Так говорила Аспазия с Фидием, после чего Перикл начал обсуждать с Иктиносом и Фидием план величественного портика, который должен был закончить постройки на горе и который, по предложению этих людей, должен был быть не менее величественен и роскошен, чем самый Парфенон. Но взгляды их постоянно обращались к оконченному уже, к статуям и чудным дарам.
Наконец, Фидий повел Перикла и остальных своих спутников к произведению, вышедшему из под резца сына Софроника, – к группе Харит, поднесенной им в дар богине на Акрополе.
Высеченные из мрамора, стояли, обнявшись, три девушки, похожие одна на другую и в тоже время различные по характеру – одна была очаровательна и весела, другая – сурова и благородна, третья – задумчива.

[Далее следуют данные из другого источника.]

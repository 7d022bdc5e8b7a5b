//! In-memory software keystore.
//!
//! Holds signing key pairs and signs through `jsonwebtoken`'s crypto backend.
//! RSA keys serve every RS* and PS* algorithm; EC keys serve the one ECDSA
//! algorithm matching their curve. HMAC algorithms sign with the caller's
//! shared secret and need no stored key.

use base64::{Engine, engine::general_purpose::URL_SAFE_NO_PAD};
use elliptic_curve::sec1::ToEncodedPoint;
use jsonwebtoken::EncodingKey;
use rand::rngs::OsRng;
use rsa::pkcs1::DecodeRsaPrivateKey;
use rsa::pkcs8::{DecodePrivateKey, EncodePrivateKey, LineEnding};
use rsa::traits::PublicKeyParts;
use rsa::{RsaPrivateKey, RsaPublicKey};
use time::OffsetDateTime;

use super::{CryptoCapability, CryptoError, PublicKey};
use crate::jose::algorithm::{AlgorithmFamily, SignatureAlgorithm};
use crate::jose::jwks::{Jwk, Jwks};

const RSA_KEY_BITS: usize = 2048;

// ============================================================================
// Signing Key Pair
// ============================================================================

/// A private signing key with its exportable public half.
pub struct SigningKeyPair {
    /// Key ID.
    pub kid: String,

    /// Algorithm this key was created for. RSA keys also sign with the other
    /// RSA algorithms.
    pub algorithm: SignatureAlgorithm,

    encoding_key: EncodingKey,

    public_key: PublicKeyData,

    /// When the key was created.
    pub created_at: OffsetDateTime,
}

enum PublicKeyData {
    Rsa(RsaPublicKey),
    Ec { crv: &'static str, x: Vec<u8>, y: Vec<u8> },
}

impl std::fmt::Debug for SigningKeyPair {
    fn fmt(&self, f: &mut std::fmt::Formatter<'_>) -> std::fmt::Result {
        f.debug_struct("SigningKeyPair")
            .field("kid", &self.kid)
            .field("algorithm", &self.algorithm)
            .field("created_at", &self.created_at)
            .finish_non_exhaustive()
    }
}

impl SigningKeyPair {
    /// Generates a new RSA key pair.
    ///
    /// # Errors
    /// Returns an error if `algorithm` is not RSA-based or generation fails.
    pub fn generate_rsa(algorithm: SignatureAlgorithm) -> Result<Self, CryptoError> {
        if algorithm.family() != AlgorithmFamily::Rsa {
            return Err(CryptoError::invalid_key(format!(
                "Algorithm {algorithm} is not RSA-based"
            )));
        }

        let private_key = RsaPrivateKey::new(&mut OsRng, RSA_KEY_BITS)
            .map_err(|e| CryptoError::key_generation_failed(e.to_string()))?;
        let private_pem = private_key
            .to_pkcs8_pem(LineEnding::LF)
            .map_err(|e| CryptoError::key_generation_failed(e.to_string()))?;
        let encoding_key = EncodingKey::from_rsa_pem(private_pem.as_bytes())
            .map_err(|e| CryptoError::key_generation_failed(e.to_string()))?;

        Ok(Self::new(
            uuid::Uuid::new_v4().to_string(),
            algorithm,
            encoding_key,
            PublicKeyData::Rsa(private_key.to_public_key()),
        ))
    }

    /// Generates a new EC key pair (P-256 for ES256, P-384 for ES384).
    ///
    /// # Errors
    /// Returns an error if `algorithm` is not ECDSA or generation fails.
    pub fn generate_ec(algorithm: SignatureAlgorithm) -> Result<Self, CryptoError> {
        let (private_pem, public_key) = match algorithm {
            SignatureAlgorithm::ES256 => {
                let secret_key = p256::SecretKey::random(&mut OsRng);
                let point = secret_key.public_key().to_encoded_point(false);
                let pem = secret_key
                    .to_pkcs8_pem(LineEnding::LF)
                    .map_err(|e| CryptoError::key_generation_failed(e.to_string()))?;
                let public_key = ec_public_data(
                    "P-256",
                    point.x().map(|v| v.as_slice()),
                    point.y().map(|v| v.as_slice()),
                )?;
                (pem, public_key)
            }
            SignatureAlgorithm::ES384 => {
                let secret_key = p384::SecretKey::random(&mut OsRng);
                let point = secret_key.public_key().to_encoded_point(false);
                let pem = secret_key
                    .to_pkcs8_pem(LineEnding::LF)
                    .map_err(|e| CryptoError::key_generation_failed(e.to_string()))?;
                let public_key = ec_public_data(
                    "P-384",
                    point.x().map(|v| v.as_slice()),
                    point.y().map(|v| v.as_slice()),
                )?;
                (pem, public_key)
            }
            other => {
                return Err(CryptoError::invalid_key(format!(
                    "Algorithm {other} is not ECDSA"
                )));
            }
        };

        let encoding_key = EncodingKey::from_ec_pem(private_pem.as_bytes())
            .map_err(|e| CryptoError::key_generation_failed(e.to_string()))?;

        Ok(Self::new(
            uuid::Uuid::new_v4().to_string(),
            algorithm,
            encoding_key,
            public_key,
        ))
    }

    /// Loads a key pair from a PEM-encoded private key.
    ///
    /// RSA keys may be PKCS#1 or PKCS#8; EC keys may be SEC1 or PKCS#8. The
    /// public half is derived from the private key.
    ///
    /// # Errors
    /// Returns an error if the PEM data is invalid or does not match the
    /// algorithm family.
    pub fn from_pem(
        kid: impl Into<String>,
        algorithm: SignatureAlgorithm,
        private_pem: &str,
    ) -> Result<Self, CryptoError> {
        let (encoding_key, public_key) = match algorithm {
            alg if alg.family() == AlgorithmFamily::Rsa => {
                let private_key = RsaPrivateKey::from_pkcs8_pem(private_pem)
                    .or_else(|_| RsaPrivateKey::from_pkcs1_pem(private_pem))
                    .map_err(|e| CryptoError::invalid_key(e.to_string()))?;
                let encoding_key = EncodingKey::from_rsa_pem(private_pem.as_bytes())?;
                (encoding_key, PublicKeyData::Rsa(private_key.to_public_key()))
            }
            SignatureAlgorithm::ES256 => {
                let secret_key = p256::SecretKey::from_pkcs8_pem(private_pem)
                    .or_else(|_| p256::SecretKey::from_sec1_pem(private_pem))
                    .map_err(|e| CryptoError::invalid_key(e.to_string()))?;
                let point = secret_key.public_key().to_encoded_point(false);
                let pem = secret_key
                    .to_pkcs8_pem(LineEnding::LF)
                    .map_err(|e| CryptoError::invalid_key(e.to_string()))?;
                let public_key = ec_public_data(
                    "P-256",
                    point.x().map(|v| v.as_slice()),
                    point.y().map(|v| v.as_slice()),
                )?;
                (EncodingKey::from_ec_pem(pem.as_bytes())?, public_key)
            }
            SignatureAlgorithm::ES384 => {
                let secret_key = p384::SecretKey::from_pkcs8_pem(private_pem)
                    .or_else(|_| p384::SecretKey::from_sec1_pem(private_pem))
                    .map_err(|e| CryptoError::invalid_key(e.to_string()))?;
                let point = secret_key.public_key().to_encoded_point(false);
                let pem = secret_key
                    .to_pkcs8_pem(LineEnding::LF)
                    .map_err(|e| CryptoError::invalid_key(e.to_string()))?;
                let public_key = ec_public_data(
                    "P-384",
                    point.x().map(|v| v.as_slice()),
                    point.y().map(|v| v.as_slice()),
                )?;
                (EncodingKey::from_ec_pem(pem.as_bytes())?, public_key)
            }
            other => {
                return Err(CryptoError::invalid_key(format!(
                    "Algorithm {other} does not use a private key"
                )));
            }
        };

        Ok(Self::new(kid.into(), algorithm, encoding_key, public_key))
    }

    fn new(
        kid: String,
        algorithm: SignatureAlgorithm,
        encoding_key: EncodingKey,
        public_key: PublicKeyData,
    ) -> Self {
        Self {
            kid,
            algorithm,
            encoding_key,
            public_key,
            created_at: OffsetDateTime::now_utc(),
        }
    }

    /// Returns `true` if this key can produce signatures for `algorithm`.
    #[must_use]
    pub fn supports(&self, algorithm: SignatureAlgorithm) -> bool {
        match (&self.public_key, algorithm.family()) {
            (PublicKeyData::Rsa(_), AlgorithmFamily::Rsa) => true,
            (PublicKeyData::Ec { .. }, AlgorithmFamily::Ec) => self.algorithm == algorithm,
            _ => false,
        }
    }

    /// Returns the RSA public key, if this is an RSA key pair.
    #[must_use]
    pub fn rsa_public_key(&self) -> Option<&RsaPublicKey> {
        match &self.public_key {
            PublicKeyData::Rsa(key) => Some(key),
            PublicKeyData::Ec { .. } => None,
        }
    }

    /// Exports the public key as a JWK.
    #[must_use]
    pub fn to_jwk(&self) -> Jwk {
        match &self.public_key {
            PublicKeyData::Rsa(key) => Jwk {
                kty: "RSA".to_string(),
                kid: Some(self.kid.clone()),
                use_: Some("sig".to_string()),
                alg: Some(self.algorithm.as_str().to_string()),
                n: Some(URL_SAFE_NO_PAD.encode(key.n().to_bytes_be())),
                e: Some(URL_SAFE_NO_PAD.encode(key.e().to_bytes_be())),
                crv: None,
                x: None,
                y: None,
            },
            PublicKeyData::Ec { crv, x, y } => Jwk {
                kty: "EC".to_string(),
                kid: Some(self.kid.clone()),
                use_: Some("sig".to_string()),
                alg: Some(self.algorithm.as_str().to_string()),
                n: None,
                e: None,
                crv: Some((*crv).to_string()),
                x: Some(URL_SAFE_NO_PAD.encode(x)),
                y: Some(URL_SAFE_NO_PAD.encode(y)),
            },
        }
    }

    fn sign(&self, message: &[u8], algorithm: SignatureAlgorithm) -> Result<String, CryptoError> {
        Ok(jsonwebtoken::crypto::sign(
            message,
            &self.encoding_key,
            algorithm.to_jwt_algorithm(),
        )?)
    }
}

fn ec_public_data(
    crv: &'static str,
    x: Option<&[u8]>,
    y: Option<&[u8]>,
) -> Result<PublicKeyData, CryptoError> {
    let x = x.ok_or_else(|| CryptoError::invalid_key("Missing x coordinate"))?;
    let y = y.ok_or_else(|| CryptoError::invalid_key("Missing y coordinate"))?;
    Ok(PublicKeyData::Ec {
        crv,
        x: x.to_vec(),
        y: y.to_vec(),
    })
}

// ============================================================================
// Provider
// ============================================================================

/// A [`CryptoCapability`] backed by key pairs held in memory.
#[derive(Debug, Default)]
pub struct SoftwareCryptoProvider {
    keys: Vec<SigningKeyPair>,
}

impl SoftwareCryptoProvider {
    /// Creates a provider with no keys.
    #[must_use]
    pub fn new() -> Self {
        Self::default()
    }

    /// Adds a key pair, returning the provider.
    #[must_use]
    pub fn with_key(mut self, key: SigningKeyPair) -> Self {
        self.add_key(key);
        self
    }

    /// Adds a key pair. The first key added for an algorithm is its default.
    pub fn add_key(&mut self, key: SigningKeyPair) {
        tracing::debug!(kid = %key.kid, algorithm = %key.algorithm, "Added signing key");
        self.keys.push(key);
    }

    /// Finds a key pair by key ID.
    #[must_use]
    pub fn find_key(&self, kid: &str) -> Option<&SigningKeyPair> {
        self.keys.iter().find(|k| k.kid == kid)
    }

    /// Returns the default key pair for an algorithm.
    #[must_use]
    pub fn default_key(&self, algorithm: SignatureAlgorithm) -> Option<&SigningKeyPair> {
        self.keys
            .iter()
            .find(|k| k.algorithm == algorithm)
            .or_else(|| self.keys.iter().find(|k| k.supports(algorithm)))
    }

    /// Exports the public keys as a JWKS.
    #[must_use]
    pub fn jwks(&self) -> Jwks {
        Jwks {
            keys: self.keys.iter().map(SigningKeyPair::to_jwk).collect(),
        }
    }

    fn select_key(
        &self,
        key_id: Option<&str>,
        algorithm: SignatureAlgorithm,
    ) -> Result<&SigningKeyPair, CryptoError> {
        let key = match key_id {
            Some(kid) => self
                .find_key(kid)
                .ok_or_else(|| CryptoError::key_not_found(kid))?,
            None => self
                .default_key(algorithm)
                .ok_or_else(|| CryptoError::no_key_for_algorithm(algorithm))?,
        };

        if !key.supports(algorithm) {
            return Err(CryptoError::invalid_key(format!(
                "Key '{}' cannot sign with {algorithm}",
                key.kid
            )));
        }
        Ok(key)
    }
}

impl CryptoCapability for SoftwareCryptoProvider {
    fn sign(
        &self,
        signing_input: &[u8],
        key_id: Option<&str>,
        shared_secret: Option<&str>,
        algorithm: SignatureAlgorithm,
    ) -> Result<String, CryptoError> {
        if algorithm.is_symmetric() {
            let secret = shared_secret.ok_or_else(|| CryptoError::missing_shared_secret(algorithm))?;
            let key = EncodingKey::from_secret(secret.as_bytes());
            return Ok(jsonwebtoken::crypto::sign(
                signing_input,
                &key,
                algorithm.to_jwt_algorithm(),
            )?);
        }

        self.select_key(key_id, algorithm)?
            .sign(signing_input, algorithm)
    }

    fn resolve_public_key(
        &self,
        key_id: &str,
        jwks: Option<&Jwks>,
    ) -> Result<Option<PublicKey>, CryptoError> {
        if let Some(jwks) = jwks {
            return match jwks.find(key_id) {
                Some(jwk) if jwk.allows_encryption() => jwk.to_public_key(),
                Some(_) => {
                    tracing::warn!(kid = %key_id, "JWKS key is not usable for encryption");
                    Ok(None)
                }
                None => {
                    tracing::debug!(kid = %key_id, "Key not present in supplied JWKS");
                    Ok(None)
                }
            };
        }

        Ok(self
            .find_key(key_id)
            .and_then(SigningKeyPair::rsa_public_key)
            .map(|key| PublicKey::Rsa(key.clone())))
    }
}

// ============================================================================
// Tests
// ============================================================================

Когда зрители выразили свое удивление по поводу этой разницы в выражении, Сократ с некоторым огорчением сказал:
– Я думал, что вы не будете удивляться этой разнице, а найдете ее вполне естественной, к чему служило бы существование трех граций, если бы они походили одна на другую и значили бы одно и тоже? Я хотел объяснить глубокий смысл этого тройного числа и не сомневался, что в трех различных образах граций должны изображаться разные качества. Но я не понимал, какая разница между ними, до тех пор, пока Алкаменес не свел нас к прекрасной Теодоте.